The UK Foreign Secretary says he sees an agreement on competition rules and state aid likely if the EU is “sensible”.
Boris Johnson officials believe that a Brexit trade deal could be reached in a matter of days if both sides continue to work in “good faith” to resolve what the UK sees as the last major obstacle in the talks – fishing rights.
Foreign Minister Dominic Raab urged the European Union to recognize that regaining control of British waters is a matter of sovereignty for Britain. He painted a positive picture of the state of negotiations and said he believed that a fish deal should be “achievable” during what could be the final week of talks.
“I think it is important that the EU understands the principle,” said Raab of Sophy Ridge on Sky News on Sunday. “If they show the pragmatism, goodwill and good faith that I believe to be fair to have surrounded the latter part of the talks, and certainly we have shown in our flexibility, I think there is a deal to be done.”
If the negotiations fail, millions of businesses and consumers will face higher costs, with tariffs on goods and disruptions to critical supply chains. The Brexit transition period ends on December 31, when the United Kingdom is supposed to leave the EU single market and customs regime.

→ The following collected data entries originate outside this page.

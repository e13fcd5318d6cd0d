//! Step Orchestrator (C11): the per-step state machine that drives a test
//! case through resolve -> pre-check -> dispatch -> post-check -> recover,
//! wiring together the Selector Resolver, the Pre/Post Action Checker, the
//! Action Executor, and the Recovery Handler.

pub mod control;
pub mod errors;
pub mod orchestrator;

pub use control::{OrchestratorState, RunControl};
pub use errors::OrchestratorError;
pub use orchestrator::{OrchestratorConfig, StepOrchestrator};
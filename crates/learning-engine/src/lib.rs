//! Learning Engine (C12): the sole writer to the Knowledge Store. Consumes
//! [`ExecutionEvent`]s and [`RecoveryOutcomeEvent`]s off the event bus,
//! batches them before mutating the Knowledge Store, maintains a selector
//! evolution ledger and a per-domain recovery ledger, mines the rolling
//! action buffer for recurring step sequences, and runs the scheduled
//! decay/prune maintenance pass.

pub mod cross_domain;
pub mod errors;
pub mod evolution;
pub mod mining;
pub mod recovery_ledger;

pub use errors::LearningEngineError;
pub use evolution::{EvolutionLedger, SelectorEvolution};
pub use mining::{BufferedAction, MiningConfig, PatternMiner};
pub use recovery_ledger::{RecoveryLedger, RecoveryStats};

use std::path::PathBuf;
use std::sync::atomic::{AtomicU32, Ordering};
use std::sync::Arc;

use tokio::sync::mpsc;
use tracing::{debug, info, warn};

use wayfarer_core_types::{ExecutionEvent, Outcome, RecoveryOutcomeEvent};
use wayfarer_event_bus::InMemoryBus;
use wayfarer_knowledge_store::KnowledgeStore;
use wayfarer_pattern_store::PatternStore;

use cross_domain::CrossDomainLedger;

#[derive(Debug, Clone, Copy)]
pub struct LearningEngineConfig {
    /// Events are batched before the Knowledge Store is touched.
    pub batch_size: usize,
    pub mining: MiningConfig,
    /// Run `apply_decay` + `prune` every Nth flush (a stand-in for "daily",
    /// since nothing here schedules by wall-clock).
    pub maintenance_every_n_flushes: u32,
    pub stale_after_days: i64,
    pub decay_rate: f64,
}

impl Default for LearningEngineConfig {
    fn default() -> Self {
        Self {
            batch_size: 100,
            mining: MiningConfig::default(),
            maintenance_every_n_flushes: 20,
            stale_after_days: 90,
            decay_rate: 0.01,
        }
    }
}

pub struct LearningEngine {
    knowledge: Arc<KnowledgeStore>,
    patterns: Arc<PatternStore>,
    evolution: EvolutionLedger,
    recovery_ledger: RecoveryLedger,
    cross_domain: CrossDomainLedger,
    miner: PatternMiner,
    config: LearningEngineConfig,
    flushes_since_maintenance: AtomicU32,
}

impl LearningEngine {
    pub fn new(knowledge: Arc<KnowledgeStore>, patterns: Arc<PatternStore>, config: LearningEngineConfig) -> Self {
        Self {
            knowledge,
            patterns,
            evolution: EvolutionLedger::new(),
            recovery_ledger: RecoveryLedger::new(),
            cross_domain: CrossDomainLedger::new(),
            miner: PatternMiner::new(config.mining),
            config,
            flushes_since_maintenance: AtomicU32::new(0),
        }
    }

    /// Loads the evolution ledger from `base_dir` and points the recovery
    /// and cross-domain ledgers at it for future persists.
    pub fn open(
        knowledge: Arc<KnowledgeStore>,
        patterns: Arc<PatternStore>,
        base_dir: impl Into<PathBuf>,
        config: LearningEngineConfig,
    ) -> Result<Self, LearningEngineError> {
        let base_dir = base_dir.into();
        let evolution = EvolutionLedger::open(&base_dir)?;
        Ok(Self {
            knowledge,
            patterns,
            evolution,
            recovery_ledger: RecoveryLedger::open(&base_dir),
            cross_domain: CrossDomainLedger::open(&base_dir),
            miner: PatternMiner::new(config.mining),
            config,
            flushes_since_maintenance: AtomicU32::new(0),
        })
    }

    /// Spawns the two background workers that drain the event buses. Returns
    /// immediately; the workers run until their bus is dropped.
    pub fn spawn(
        self: Arc<Self>,
        execution_bus: Arc<InMemoryBus<ExecutionEvent>>,
        recovery_bus: Arc<InMemoryBus<RecoveryOutcomeEvent>>,
    ) {
        let execution_rx = wayfarer_event_bus::to_mpsc(execution_bus, 256);
        let recovery_rx = wayfarer_event_bus::to_mpsc(recovery_bus, 256);

        let engine = self.clone();
        tokio::spawn(async move { engine.run_execution_worker(execution_rx).await });

        let engine = self;
        tokio::spawn(async move { engine.run_recovery_worker(recovery_rx).await });
    }

    async fn run_execution_worker(&self, mut rx: mpsc::Receiver<ExecutionEvent>) {
        let mut batch = Vec::with_capacity(self.config.batch_size);
        while let Some(event) = rx.recv().await {
            batch.push(event);
            if batch.len() >= self.config.batch_size {
                self.process_execution_batch(std::mem::take(&mut batch));
            }
        }
        if !batch.is_empty() {
            self.process_execution_batch(batch);
        }
    }

    async fn run_recovery_worker(&self, mut rx: mpsc::Receiver<RecoveryOutcomeEvent>) {
        while let Some(event) = rx.recv().await {
            self.process_recovery_event(&event);
        }
    }

    /// Processes one batch of selector-resolution events: writes each into
    /// the Knowledge Store (the only place that happens), updates the
    /// evolution ledger and the action buffer, considers each for
    /// cross-domain promotion, then mines and persists.
    fn process_execution_batch(&self, events: Vec<ExecutionEvent>) {
        if events.is_empty() {
            return;
        }
        for event in &events {
            self.process_execution_event(event);
        }
        self.flush();
    }

    fn process_execution_event(&self, event: &ExecutionEvent) {
        let success = matches!(event.outcome, Outcome::Success);
        let selector = wayfarer_core_types::Selector::new(event.selector_value.clone(), event.selector_kind);

        self.knowledge.record_outcome(
            &event.domain,
            &event.page,
            event.intent.as_str(),
            &selector,
            success,
            event.tier.name(),
            event.ai_assisted,
        );

        let evolution_key = format!("{}:{}:{}", event.domain, event.page, event.intent);
        self.evolution.record(&evolution_key, &event.selector_value, success);

        self.miner.record(BufferedAction {
            domain: event.domain.clone(),
            verb: "interact".to_string(),
            intent: event.intent.as_str().to_string(),
            success,
        });

        if event.ai_assisted && success {
            if let Some(keyword) = cross_domain::matching_keyword(event.intent.as_str()) {
                if let Err(err) = self.cross_domain.promote(keyword, &event.domain, &event.selector_value, event.selector_kind.name()) {
                    warn!(keyword, error = %err, "cross-domain promotion persist failed");
                }
            }
        }
    }

    fn process_recovery_event(&self, event: &RecoveryOutcomeEvent) {
        self.recovery_ledger.record(&event.domain, &event.failure_kind, &event.action_taken, event.success);
        if let Err(err) = self.recovery_ledger.persist_domain(&event.domain) {
            warn!(domain = %event.domain, error = %err, "recovery ledger persist failed");
        }
    }

    /// Forces processing: mines and promotes patterns, persists the
    /// evolution ledger, and runs decay/prune maintenance on schedule.
    pub fn flush(&self) {
        let promoted = self.miner.mine_and_promote(&self.patterns);
        if !promoted.is_empty() {
            info!(count = promoted.len(), "promoted new action patterns");
        }
        if let Err(err) = self.evolution.persist() {
            warn!(error = %err, "selector evolution ledger persist failed");
        }

        let n = self.flushes_since_maintenance.fetch_add(1, Ordering::Relaxed) + 1;
        if n >= self.config.maintenance_every_n_flushes {
            self.flushes_since_maintenance.store(0, Ordering::Relaxed);
            self.run_maintenance();
        }
    }

    fn run_maintenance(&self) {
        let decayed = self.knowledge.apply_decay(self.config.stale_after_days, self.config.decay_rate);
        let pruned = self.knowledge.prune();
        debug!(decayed, pruned, "knowledge store maintenance pass complete");
    }
}

#[cfg(test)]
mod tests {
    use super::*;
    use wayfarer_core_types::{SelectorKind, Tier};

    fn event(domain: &str, intent: &str, success: bool, ai_assisted: bool) -> ExecutionEvent {
        ExecutionEvent::new(
            chrono::Utc::now(),
            domain,
            "/",
            wayfarer_core_types::Intent::normalize(intent),
            &wayfarer_core_types::Selector::new("#x", SelectorKind::Css),
            if success { Outcome::Success } else { Outcome::Fail },
            12,
            ai_assisted,
            Tier::Heuristic,
        )
    }

    fn engine() -> LearningEngine {
        LearningEngine::new(Arc::new(KnowledgeStore::new()), Arc::new(PatternStore::new()), LearningEngineConfig::default())
    }

    #[test]
    fn processing_an_event_writes_through_to_the_knowledge_store() {
        let engine = engine();
        engine.process_execution_event(&event("a.com", "login button", true, false));

        let looked_up = engine.knowledge.lookup("a.com", "/", &wayfarer_core_types::Intent::normalize("login button"));
        assert!(looked_up.is_some());
    }

    #[test]
    fn evolution_ledger_tracks_the_first_selector_seen() {
        let engine = engine();
        engine.process_execution_event(&event("a.com", "login button", true, false));
        let evo = engine.evolution.get("a.com:/:login_button").unwrap();
        assert_eq!(evo.original_selector, "#x");
    }

    #[test]
    fn ai_assisted_success_on_a_universal_keyword_is_not_fatal_without_a_base_dir() {
        let engine = engine();
        engine.process_execution_event(&event("a.com", "login button", true, true));
    }

    #[test]
    fn flush_promotes_patterns_once_mined() {
        let engine = engine();
        for _ in 0..3 {
            engine.process_execution_event(&event("a.com", "submit form", true, false));
        }
        engine.flush();
    }
}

In a series of radio interviews on Sunday, the foreign minister sounded optimistic.
Raab said while fishing remained the biggest obstacle, he could see “a landing zone” for an agreement on competition rules and state aid – the other major sticking point – if the EU was as “sensible” as the UK. The EU insists that the UK must compromise.

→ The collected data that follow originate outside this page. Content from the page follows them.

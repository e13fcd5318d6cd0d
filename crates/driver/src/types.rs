//! Plain value types used on the [`crate::Driver`] contract surface.

use serde::{Deserialize, Serialize};

#[derive(Debug, Clone, Copy, PartialEq, Eq, Serialize, Deserialize)]
#[serde(rename_all = "snake_case")]
pub enum WaitUntil {
    Load,
    DomContentLoaded,
    NetworkIdle,
}

#[derive(Debug, Clone, Copy, PartialEq, Eq, Serialize, Deserialize)]
#[serde(rename_all = "snake_case")]
pub enum WaitState {
    Visible,
    Hidden,
    Attached,
    Detached,
    Enabled,
}

#[derive(Debug, Clone, PartialEq, Serialize, Deserialize)]
pub enum SelectOption {
    Value(String),
    Label(String),
    Index(usize),
}

#[derive(Debug, Clone, Copy, PartialEq, Serialize, Deserialize)]
pub struct BoundingBox {
    pub x: f64,
    pub y: f64,
    pub width: f64,
    pub height: f64,
}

While the cost of exiting the EU’s single market and customs system appears to be dwarfed by the economic impact of the coronavirus, the pandemic’s recession also means that both sides should do whatever it takes to avoid further damage, he said . That means compromises on both sides.
“Ultimately, both sides have to be a little flexible and pragmatic,” said Raab. “I think the two-way economic benefit of getting this across the line should keep the mind focused in the last few days.”

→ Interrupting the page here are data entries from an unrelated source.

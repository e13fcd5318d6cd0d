//! Knowledge Store (C2): the first and highest-confidence tier of the
//! selector resolution pipeline. Holds what has already worked, keyed by
//! `(domain, page, intent)`, and adjusts confidence in place as the
//! orchestrator reports outcomes.
//!
//! In-memory state is a [`DashMap`] for single-writer-many-readers access
//! from the resolver and the learning engine's batch writer concurrently.
//! Persistence is best-effort JSON-to-disk, one file per domain under
//! `<base_dir>/selectors/<domain>.json`; a write failure is logged and
//! swallowed rather than propagated, since losing a persist is recoverable
//! (the in-memory copy is still authoritative for the running process) but
//! aborting a step over it is not.

pub mod errors;
pub mod synonyms;

pub use errors::KnowledgeStoreError;

use chrono::Utc;
use dashmap::DashMap;
use std::fs;
use std::path::{Path, PathBuf};
use std::sync::atomic::{AtomicU64, Ordering};
use tracing::warn;
use wayfarer_core_types::{ElementRecord, Intent, Selector, SelectorEntry};

/// Success confidence update: `c <- min(1, c + alpha * (1 - c))`.
const ALPHA: f64 = 0.2;
/// Failure confidence update: `c <- max(0, c - beta * c)`.
const BETA: f64 = 0.25;
/// Below this, a selector is a pruning candidate rather than a resolver pick.
const PRUNE_FLOOR: f64 = 0.05;
/// Fuzzy intent match must clear this token-similarity score to count as a hit.
const FUZZY_MATCH_THRESHOLD: f64 = 0.6;

type RecordKey = (String, String, String);

fn record_key(domain: &str, page: &str, element_key: &str) -> RecordKey {
    (domain.to_string(), page.to_string(), element_key.to_string())
}

#[derive(Default)]
struct StoreMetrics {
    lookups: AtomicU64,
    exact_hits: AtomicU64,
    fuzzy_hits: AtomicU64,
    misses: AtomicU64,
    outcomes_recorded: AtomicU64,
    pruned: AtomicU64,
}

#[derive(Debug, Clone, Copy, serde::Serialize)]
pub struct KnowledgeStoreStats {
    pub lookups: u64,
    pub exact_hits: u64,
    pub fuzzy_hits: u64,
    pub misses: u64,
    pub hit_rate: f64,
    pub outcomes_recorded: u64,
    pub pruned: u64,
    pub current_records: u64,
}

/// What the resolver gets back from a lookup: the matched record and whether
/// the match was exact or resolved via fuzzy synonym matching (surfaced so
/// callers can down-weight a fuzzy hit if they want to).
pub struct KnowledgeLookup {
    pub record: ElementRecord,
    pub exact: bool,
}

pub struct KnowledgeStore {
    records: DashMap<RecordKey, ElementRecord>,
    base_dir: Option<PathBuf>,
    metrics: StoreMetrics,
}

Raab told BBC’s Andrew Marr that, given the progress negotiators have made on other issues, the two sides should be able to reach an agreement on fisheries.
Michel Barnier, the EU’s chief negotiator, said the bloc could accept a 15% to 18% cut in its share of catches in British waters.
The offer, which officials on both sides said was made more than a month ago and has been the subject of negotiation since then, was labeled “risky” by the UK and Raab again turned it down on Sunday.
The UK also wants new negotiations on UK fishing fleets’ access to UK waters every year, but the bloc is looking for a longer-term deal. The personal talks will continue in London.